### [PROBLEM TO SOLVE]
Please write out word for word the opening lines of the material, including the line with "use crate::error::Result;" as the last.

*** EXTRACTED INFORMATION Section Begins ***

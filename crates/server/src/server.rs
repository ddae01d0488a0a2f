//! Server assembly: OpenAPI tools + ThetaData transform + tier customization.

use crate::config::{FormatPolicy, ServerSettings, TransformConfig};
use crate::descriptions::Descriptions;
use crate::error::Result;
use crate::transform::{FORMAT, ThetaTransform};
use rmcp::model::{
    CallToolRequestParams, CallToolResult, Content, Implementation, JsonObject, ListToolsResult,
    PaginatedRequestParams, ProtocolVersion, ServerCapabilities, ServerInfo, Tool,
};
use rmcp::service::RequestContext;
use rmcp::{ErrorData, RoleServer, ServerHandler};
use serde_json::Value;
use std::sync::Arc;
use thetadata_openapi_tools::component::{HttpRoute, ToolComponent};
use thetadata_openapi_tools::config::ToolSourceConfig;
use thetadata_openapi_tools::document::SpecDocument;
use thetadata_openapi_tools::runtime::OpenApiToolSource;
use thetadata_subscription::{Tier, extract_operation_tier, tag_for};

pub const SERVER_NAME: &str = "Theta Data MCP Server";

const TIER_TAG_PREFIX: &str = "tier:";

/// Knobs for [`create_mcp_server`] beyond the upstream connection.
#[derive(Debug, Clone)]
pub struct ServerOptions {
    pub transform: TransformConfig,
    /// Drop output schemas from every tool.
    pub strip_output_schema: bool,
    /// Hide tools whose tier is above this one.
    pub max_tier: Option<Tier>,
    pub descriptions: Descriptions,
}

impl Default for ServerOptions {
    fn default() -> Self {
        Self {
            transform: TransformConfig::default(),
            strip_output_schema: false,
            max_tier: None,
            descriptions: Descriptions::builtin(),
        }
    }
}

/// Build the MCP server for `document`.
///
/// # Errors
///
/// Fails if the HTTP client cannot be built from `settings` or the document is not a valid
/// `OpenAPI` 3 document.
pub fn create_mcp_server(
    document: Arc<SpecDocument>,
    settings: &ServerSettings,
    options: ServerOptions,
) -> Result<ThetaDataServer> {
    let transform = ThetaTransform::new(options.transform.clone());
    let source_config = ToolSourceConfig::new(settings.base_url.clone(), settings.timeout);

    let spec = document.raw();
    let customizer = |route: &HttpRoute, component: &mut ToolComponent| {
        customize_component(spec, &options, route, component);
    };

    let source = OpenApiToolSource::build(
        "thetadata",
        &document,
        &source_config,
        Arc::new(transform),
        &customizer,
    )?;

    tracing::info!(
        base_url = %settings.base_url,
        timeout_secs = settings.timeout.as_secs_f64(),
        tools = source.list_tools().len(),
        "ThetaData MCP server assembled"
    );

    Ok(ThetaDataServer {
        source,
        document,
        max_tier: options.max_tier,
    })
}

/// Per-operation customization: tier tag, curated description, tier marker, schema stripping.
fn customize_component(
    spec: &Value,
    options: &ServerOptions,
    route: &HttpRoute,
    component: &mut ToolComponent,
) {
    let tier = extract_operation_tier(spec, &route.path, &route.method);
    component.tags.insert(tag_for(tier));

    if let Some(curated) = route
        .operation_id
        .as_deref()
        .and_then(|id| options.descriptions.get(id))
    {
        component.description = curated.to_string();
    }
    if let Some(tier) = tier {
        component.description = format!("[{}] {}", tier.to_uppercase(), component.description);
    }

    if options.strip_output_schema {
        component.output_schema = None;
    }
    if options.transform.format_policy == FormatPolicy::Strip {
        component.remove_parameter(FORMAT);
    }
}

/// The tier recorded in a component's tags, if it names a known tier.
fn component_tier(component: &ToolComponent) -> Option<Tier> {
    component
        .tags
        .iter()
        .find_map(|t| t.strip_prefix(TIER_TAG_PREFIX))
        .and_then(|t| t.parse().ok())
}

#[derive(Clone)]
pub struct ThetaDataServer {
    source: OpenApiToolSource,
    document: Arc<SpecDocument>,
    max_tier: Option<Tier>,
}

impl ThetaDataServer {
    #[must_use]
    pub fn source(&self) -> &OpenApiToolSource {
        &self.source
    }

    fn is_visible(&self, component: &ToolComponent) -> bool {
        match (self.max_tier, component_tier(component)) {
            (Some(max), Some(tier)) => tier <= max,
            _ => true,
        }
    }

    /// Tools exposed to clients.
    #[must_use]
    pub fn tools(&self) -> Vec<Tool> {
        self.source.list_tools_where(|c| self.is_visible(c))
    }

    /// Execute a tool. Upstream failures become error results; unknown or hidden tools are
    /// protocol errors.
    pub async fn call(
        &self,
        name: &str,
        arguments: JsonObject,
    ) -> std::result::Result<CallToolResult, ErrorData> {
        if !self.source.component(name).is_some_and(|c| self.is_visible(c)) {
            return Err(ErrorData::invalid_params(
                format!("Unknown tool: {name}"),
                None,
            ));
        }

        match self.source.call_tool(name, &arguments).await {
            Ok(result) => Ok(result),
            Err(e) => {
                tracing::warn!(tool = %name, error = %e, "tool call failed");
                Ok(CallToolResult::error(vec![Content::text(e.to_string())]))
            }
        }
    }
}

impl ServerHandler for ThetaDataServer {
    fn get_info(&self) -> ServerInfo {
        let instructions = "Access Theta Data real-time and historical stock, option and index \
             market data. Tool descriptions are prefixed with the minimum subscription tier they \
             require. Date ranges default to the previous day when omitted.";

        ServerInfo {
            protocol_version: ProtocolVersion::LATEST,
            capabilities: ServerCapabilities::builder().enable_tools().build(),
            server_info: Implementation {
                name: SERVER_NAME.to_string(),
                version: env!("CARGO_PKG_VERSION").to_string(),
                title: self.document.title().map(str::to_string),
                ..Default::default()
            },
            instructions: Some(instructions.to_string()),
        }
    }

    async fn list_tools(
        &self,
        _request: Option<PaginatedRequestParams>,
        _context: RequestContext<RoleServer>,
    ) -> std::result::Result<ListToolsResult, ErrorData> {
        Ok(ListToolsResult {
            tools: self.tools(),
            ..Default::default()
        })
    }

    async fn call_tool(
        &self,
        request: CallToolRequestParams,
        _context: RequestContext<RoleServer>,
    ) -> std::result::Result<CallToolResult, ErrorData> {
        self.call(&request.name, request.arguments.unwrap_or_default())
            .await
    }
}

*** EXTRACTED INFORMATION Section Ends ***

### [RESPONSE AREA]
filename crates/server/src/server.rs
repository ddae01d0488a0a2f
//! Server assembly: OpenAPI tools + ThetaData transform + tier customization.

use crate::config::{FormatPolicy, ServerSettings, TransformConfig};
use crate::descriptions::Descriptions;
use crate::error::Result;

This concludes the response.